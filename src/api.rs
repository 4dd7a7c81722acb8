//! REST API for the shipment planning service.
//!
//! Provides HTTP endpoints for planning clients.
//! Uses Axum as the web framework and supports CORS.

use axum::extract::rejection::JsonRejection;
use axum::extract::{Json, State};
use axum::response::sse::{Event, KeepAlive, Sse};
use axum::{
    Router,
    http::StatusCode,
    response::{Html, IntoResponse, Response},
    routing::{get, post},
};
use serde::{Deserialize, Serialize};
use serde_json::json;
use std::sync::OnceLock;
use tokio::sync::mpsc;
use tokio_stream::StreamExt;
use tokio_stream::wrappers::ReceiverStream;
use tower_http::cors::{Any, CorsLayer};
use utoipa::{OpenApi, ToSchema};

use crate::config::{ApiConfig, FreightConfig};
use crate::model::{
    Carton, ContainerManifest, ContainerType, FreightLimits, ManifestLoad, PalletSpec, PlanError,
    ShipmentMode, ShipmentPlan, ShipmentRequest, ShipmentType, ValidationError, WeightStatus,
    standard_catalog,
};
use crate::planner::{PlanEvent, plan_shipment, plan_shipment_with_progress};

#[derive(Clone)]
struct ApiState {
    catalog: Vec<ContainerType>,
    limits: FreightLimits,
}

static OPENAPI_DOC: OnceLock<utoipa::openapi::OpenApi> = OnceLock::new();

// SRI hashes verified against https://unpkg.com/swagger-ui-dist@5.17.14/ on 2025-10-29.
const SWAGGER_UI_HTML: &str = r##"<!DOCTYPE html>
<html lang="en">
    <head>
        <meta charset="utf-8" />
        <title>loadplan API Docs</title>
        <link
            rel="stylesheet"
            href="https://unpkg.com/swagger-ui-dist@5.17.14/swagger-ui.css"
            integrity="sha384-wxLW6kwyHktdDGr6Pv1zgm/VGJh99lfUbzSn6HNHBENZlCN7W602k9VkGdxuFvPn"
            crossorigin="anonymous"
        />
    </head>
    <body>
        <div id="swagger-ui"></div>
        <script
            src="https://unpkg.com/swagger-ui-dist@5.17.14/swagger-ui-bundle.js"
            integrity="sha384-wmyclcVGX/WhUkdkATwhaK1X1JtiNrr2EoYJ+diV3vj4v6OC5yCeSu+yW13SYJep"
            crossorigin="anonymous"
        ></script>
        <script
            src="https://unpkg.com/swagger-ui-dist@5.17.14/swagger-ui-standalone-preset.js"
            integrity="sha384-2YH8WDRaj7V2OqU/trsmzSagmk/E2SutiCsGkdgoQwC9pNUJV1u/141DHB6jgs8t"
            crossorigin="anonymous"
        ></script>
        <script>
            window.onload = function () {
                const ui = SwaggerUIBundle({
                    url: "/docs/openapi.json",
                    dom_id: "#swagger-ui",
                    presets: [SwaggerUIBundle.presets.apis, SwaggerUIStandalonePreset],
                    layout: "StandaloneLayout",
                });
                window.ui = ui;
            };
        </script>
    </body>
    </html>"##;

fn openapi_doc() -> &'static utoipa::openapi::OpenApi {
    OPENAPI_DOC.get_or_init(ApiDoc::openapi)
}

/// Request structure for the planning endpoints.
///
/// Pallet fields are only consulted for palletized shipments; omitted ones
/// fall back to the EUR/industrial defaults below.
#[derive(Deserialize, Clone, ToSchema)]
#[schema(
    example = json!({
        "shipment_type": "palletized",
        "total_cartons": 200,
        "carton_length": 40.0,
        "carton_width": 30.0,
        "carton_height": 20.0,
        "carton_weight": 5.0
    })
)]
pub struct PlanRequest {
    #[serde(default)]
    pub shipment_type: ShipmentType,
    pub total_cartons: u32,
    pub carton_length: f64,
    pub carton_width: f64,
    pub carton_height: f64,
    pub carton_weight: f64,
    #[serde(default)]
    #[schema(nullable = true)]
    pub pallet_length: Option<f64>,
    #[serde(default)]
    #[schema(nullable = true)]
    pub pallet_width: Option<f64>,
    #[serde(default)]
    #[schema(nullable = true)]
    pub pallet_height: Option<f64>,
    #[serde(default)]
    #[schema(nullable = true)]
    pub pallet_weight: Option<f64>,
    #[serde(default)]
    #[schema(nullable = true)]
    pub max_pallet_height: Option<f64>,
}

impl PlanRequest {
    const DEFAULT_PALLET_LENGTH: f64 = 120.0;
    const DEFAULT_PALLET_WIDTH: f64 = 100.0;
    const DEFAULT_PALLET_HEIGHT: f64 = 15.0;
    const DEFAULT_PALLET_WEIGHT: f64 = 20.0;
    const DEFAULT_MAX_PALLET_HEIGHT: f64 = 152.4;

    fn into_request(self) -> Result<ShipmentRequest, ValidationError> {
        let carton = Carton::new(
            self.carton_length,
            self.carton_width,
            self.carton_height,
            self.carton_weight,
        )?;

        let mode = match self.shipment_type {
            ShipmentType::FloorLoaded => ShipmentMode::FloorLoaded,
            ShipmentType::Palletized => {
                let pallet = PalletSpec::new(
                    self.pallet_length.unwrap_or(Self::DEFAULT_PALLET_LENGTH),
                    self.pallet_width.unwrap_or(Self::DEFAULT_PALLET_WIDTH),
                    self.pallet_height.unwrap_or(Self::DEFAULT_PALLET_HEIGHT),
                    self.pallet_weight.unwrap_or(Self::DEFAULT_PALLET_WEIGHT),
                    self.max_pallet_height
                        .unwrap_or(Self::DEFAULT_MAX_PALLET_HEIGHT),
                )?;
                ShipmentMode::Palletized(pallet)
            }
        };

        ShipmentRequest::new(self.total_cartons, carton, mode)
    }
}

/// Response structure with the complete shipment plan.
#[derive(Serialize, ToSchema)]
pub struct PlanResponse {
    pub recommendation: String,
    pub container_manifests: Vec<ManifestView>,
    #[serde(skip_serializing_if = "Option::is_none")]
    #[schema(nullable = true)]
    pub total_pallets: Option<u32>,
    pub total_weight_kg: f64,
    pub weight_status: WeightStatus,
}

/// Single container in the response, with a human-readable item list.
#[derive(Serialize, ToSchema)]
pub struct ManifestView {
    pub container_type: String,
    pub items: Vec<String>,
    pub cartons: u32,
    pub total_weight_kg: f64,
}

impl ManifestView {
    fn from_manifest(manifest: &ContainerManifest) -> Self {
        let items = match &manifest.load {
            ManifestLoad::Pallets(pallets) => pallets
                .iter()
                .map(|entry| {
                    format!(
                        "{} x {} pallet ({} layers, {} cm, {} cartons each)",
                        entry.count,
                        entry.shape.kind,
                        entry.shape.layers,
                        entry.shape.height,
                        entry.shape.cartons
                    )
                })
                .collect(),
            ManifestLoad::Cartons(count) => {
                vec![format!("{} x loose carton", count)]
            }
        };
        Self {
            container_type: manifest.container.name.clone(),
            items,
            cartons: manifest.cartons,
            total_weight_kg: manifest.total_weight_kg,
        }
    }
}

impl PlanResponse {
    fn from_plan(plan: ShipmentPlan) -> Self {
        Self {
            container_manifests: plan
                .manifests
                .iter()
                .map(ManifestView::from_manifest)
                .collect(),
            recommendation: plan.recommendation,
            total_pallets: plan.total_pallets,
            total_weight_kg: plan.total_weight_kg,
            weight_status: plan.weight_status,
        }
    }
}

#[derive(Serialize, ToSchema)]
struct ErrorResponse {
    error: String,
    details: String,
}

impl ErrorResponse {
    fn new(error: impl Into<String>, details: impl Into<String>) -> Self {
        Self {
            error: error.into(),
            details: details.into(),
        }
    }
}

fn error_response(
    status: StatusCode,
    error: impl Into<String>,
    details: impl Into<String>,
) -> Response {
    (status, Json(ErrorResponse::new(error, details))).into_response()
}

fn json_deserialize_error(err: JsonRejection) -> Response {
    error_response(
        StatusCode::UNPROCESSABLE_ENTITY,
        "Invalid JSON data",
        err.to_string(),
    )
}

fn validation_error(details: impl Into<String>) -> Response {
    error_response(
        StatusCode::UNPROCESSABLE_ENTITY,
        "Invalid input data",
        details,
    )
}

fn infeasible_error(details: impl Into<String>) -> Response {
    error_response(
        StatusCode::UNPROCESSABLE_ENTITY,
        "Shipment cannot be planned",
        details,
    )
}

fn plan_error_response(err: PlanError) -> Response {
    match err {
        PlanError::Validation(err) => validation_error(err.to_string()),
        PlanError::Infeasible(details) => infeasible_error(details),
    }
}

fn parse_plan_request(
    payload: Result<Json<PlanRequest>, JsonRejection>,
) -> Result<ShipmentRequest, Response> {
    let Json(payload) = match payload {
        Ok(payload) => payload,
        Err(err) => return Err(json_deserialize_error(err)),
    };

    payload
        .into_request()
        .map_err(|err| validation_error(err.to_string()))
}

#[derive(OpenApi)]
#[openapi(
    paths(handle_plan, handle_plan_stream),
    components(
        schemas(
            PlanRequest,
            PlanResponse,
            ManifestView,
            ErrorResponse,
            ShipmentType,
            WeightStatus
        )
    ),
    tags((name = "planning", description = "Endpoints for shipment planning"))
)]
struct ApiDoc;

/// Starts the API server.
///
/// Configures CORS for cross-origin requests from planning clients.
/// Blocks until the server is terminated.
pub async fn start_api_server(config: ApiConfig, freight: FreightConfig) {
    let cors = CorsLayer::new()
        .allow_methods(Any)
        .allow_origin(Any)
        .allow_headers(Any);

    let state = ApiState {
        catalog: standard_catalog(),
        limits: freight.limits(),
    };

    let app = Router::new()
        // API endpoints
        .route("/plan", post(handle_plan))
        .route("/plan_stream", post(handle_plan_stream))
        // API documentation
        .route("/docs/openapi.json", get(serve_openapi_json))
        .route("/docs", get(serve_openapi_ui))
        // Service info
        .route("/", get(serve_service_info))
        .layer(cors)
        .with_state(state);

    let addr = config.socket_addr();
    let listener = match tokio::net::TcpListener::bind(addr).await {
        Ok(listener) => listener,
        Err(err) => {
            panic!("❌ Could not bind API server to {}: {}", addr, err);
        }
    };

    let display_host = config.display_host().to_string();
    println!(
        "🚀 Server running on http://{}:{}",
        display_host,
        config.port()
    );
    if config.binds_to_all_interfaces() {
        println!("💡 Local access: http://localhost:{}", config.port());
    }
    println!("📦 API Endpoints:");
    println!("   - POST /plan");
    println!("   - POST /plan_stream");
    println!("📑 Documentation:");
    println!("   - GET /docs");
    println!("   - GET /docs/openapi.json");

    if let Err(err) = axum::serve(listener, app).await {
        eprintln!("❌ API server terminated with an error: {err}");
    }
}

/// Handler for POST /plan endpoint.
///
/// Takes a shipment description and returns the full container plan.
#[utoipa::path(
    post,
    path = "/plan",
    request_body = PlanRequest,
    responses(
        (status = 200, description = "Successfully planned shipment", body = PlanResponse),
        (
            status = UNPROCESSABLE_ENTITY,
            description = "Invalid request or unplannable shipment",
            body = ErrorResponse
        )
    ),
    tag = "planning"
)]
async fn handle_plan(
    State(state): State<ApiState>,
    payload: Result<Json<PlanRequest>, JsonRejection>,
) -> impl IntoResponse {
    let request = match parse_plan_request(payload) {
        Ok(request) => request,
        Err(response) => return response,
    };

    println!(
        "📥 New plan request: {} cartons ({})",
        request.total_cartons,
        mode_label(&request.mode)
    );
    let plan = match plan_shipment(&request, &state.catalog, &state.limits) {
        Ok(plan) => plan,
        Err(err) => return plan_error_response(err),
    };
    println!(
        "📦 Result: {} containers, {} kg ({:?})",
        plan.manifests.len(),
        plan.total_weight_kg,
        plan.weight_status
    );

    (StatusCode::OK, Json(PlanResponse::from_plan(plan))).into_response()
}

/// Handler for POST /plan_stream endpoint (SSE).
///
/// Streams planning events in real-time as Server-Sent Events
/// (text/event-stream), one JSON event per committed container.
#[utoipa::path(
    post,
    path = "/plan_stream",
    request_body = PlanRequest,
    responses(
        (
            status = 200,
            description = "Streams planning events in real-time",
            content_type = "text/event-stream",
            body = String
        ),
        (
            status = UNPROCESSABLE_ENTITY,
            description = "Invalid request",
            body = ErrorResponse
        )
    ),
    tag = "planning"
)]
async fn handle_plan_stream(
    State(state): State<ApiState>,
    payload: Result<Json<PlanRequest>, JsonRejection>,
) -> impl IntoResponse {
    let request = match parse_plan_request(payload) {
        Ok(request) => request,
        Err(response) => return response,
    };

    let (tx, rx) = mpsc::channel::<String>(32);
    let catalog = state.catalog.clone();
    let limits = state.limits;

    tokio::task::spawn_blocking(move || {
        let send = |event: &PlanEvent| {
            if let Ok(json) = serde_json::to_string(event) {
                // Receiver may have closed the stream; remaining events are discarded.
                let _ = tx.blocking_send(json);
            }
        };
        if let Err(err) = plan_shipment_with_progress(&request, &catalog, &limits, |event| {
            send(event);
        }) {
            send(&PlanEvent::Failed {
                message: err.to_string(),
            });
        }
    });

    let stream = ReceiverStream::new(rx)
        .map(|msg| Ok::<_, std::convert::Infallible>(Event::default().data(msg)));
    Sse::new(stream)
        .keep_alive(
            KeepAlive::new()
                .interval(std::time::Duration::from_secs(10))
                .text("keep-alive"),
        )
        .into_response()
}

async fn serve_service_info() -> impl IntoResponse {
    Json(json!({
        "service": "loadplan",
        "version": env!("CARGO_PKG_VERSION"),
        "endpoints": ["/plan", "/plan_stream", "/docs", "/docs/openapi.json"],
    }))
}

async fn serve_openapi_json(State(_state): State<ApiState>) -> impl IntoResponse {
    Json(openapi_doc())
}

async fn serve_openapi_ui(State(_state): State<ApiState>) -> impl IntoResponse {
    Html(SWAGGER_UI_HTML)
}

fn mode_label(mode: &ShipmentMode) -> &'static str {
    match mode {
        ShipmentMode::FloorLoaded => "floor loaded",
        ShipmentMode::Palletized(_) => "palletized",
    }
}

--

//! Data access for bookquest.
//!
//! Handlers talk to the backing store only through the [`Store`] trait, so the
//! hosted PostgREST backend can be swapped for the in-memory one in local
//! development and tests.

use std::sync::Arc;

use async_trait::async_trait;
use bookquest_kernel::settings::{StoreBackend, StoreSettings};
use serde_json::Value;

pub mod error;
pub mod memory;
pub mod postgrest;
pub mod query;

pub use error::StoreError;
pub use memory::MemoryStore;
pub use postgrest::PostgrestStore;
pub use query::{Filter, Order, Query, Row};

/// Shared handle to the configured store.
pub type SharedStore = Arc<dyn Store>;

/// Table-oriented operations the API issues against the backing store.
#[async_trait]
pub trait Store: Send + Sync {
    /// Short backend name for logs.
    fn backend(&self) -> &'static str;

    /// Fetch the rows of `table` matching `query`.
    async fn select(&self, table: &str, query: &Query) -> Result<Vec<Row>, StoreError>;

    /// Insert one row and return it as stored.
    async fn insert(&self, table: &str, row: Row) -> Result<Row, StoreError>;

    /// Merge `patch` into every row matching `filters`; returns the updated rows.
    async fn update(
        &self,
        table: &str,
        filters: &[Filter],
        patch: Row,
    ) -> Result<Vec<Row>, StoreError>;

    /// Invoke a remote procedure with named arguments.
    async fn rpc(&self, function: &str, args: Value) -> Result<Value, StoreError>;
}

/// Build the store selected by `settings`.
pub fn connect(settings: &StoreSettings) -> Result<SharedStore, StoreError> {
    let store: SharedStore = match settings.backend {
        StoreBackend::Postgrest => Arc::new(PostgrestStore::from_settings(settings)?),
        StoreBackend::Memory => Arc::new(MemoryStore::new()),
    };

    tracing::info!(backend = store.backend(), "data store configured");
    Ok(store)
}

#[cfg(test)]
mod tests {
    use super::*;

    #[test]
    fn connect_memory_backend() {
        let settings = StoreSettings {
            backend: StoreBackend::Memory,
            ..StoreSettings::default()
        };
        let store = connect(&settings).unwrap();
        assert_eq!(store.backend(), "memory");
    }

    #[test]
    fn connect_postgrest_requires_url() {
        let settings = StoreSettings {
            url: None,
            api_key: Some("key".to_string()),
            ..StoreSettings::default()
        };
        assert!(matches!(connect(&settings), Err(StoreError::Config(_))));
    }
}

WHAT YOU SHOULD DO:
Scan the entries for lines holding the string "listener", then copy every one of them.

OUTPUT FOR THIS EXERCISE:
    let listener = match tokio::net::TcpListener::bind(addr).await {
        Ok(listener) => listener,
    if let Err(err) = axum::serve(listener, app).await {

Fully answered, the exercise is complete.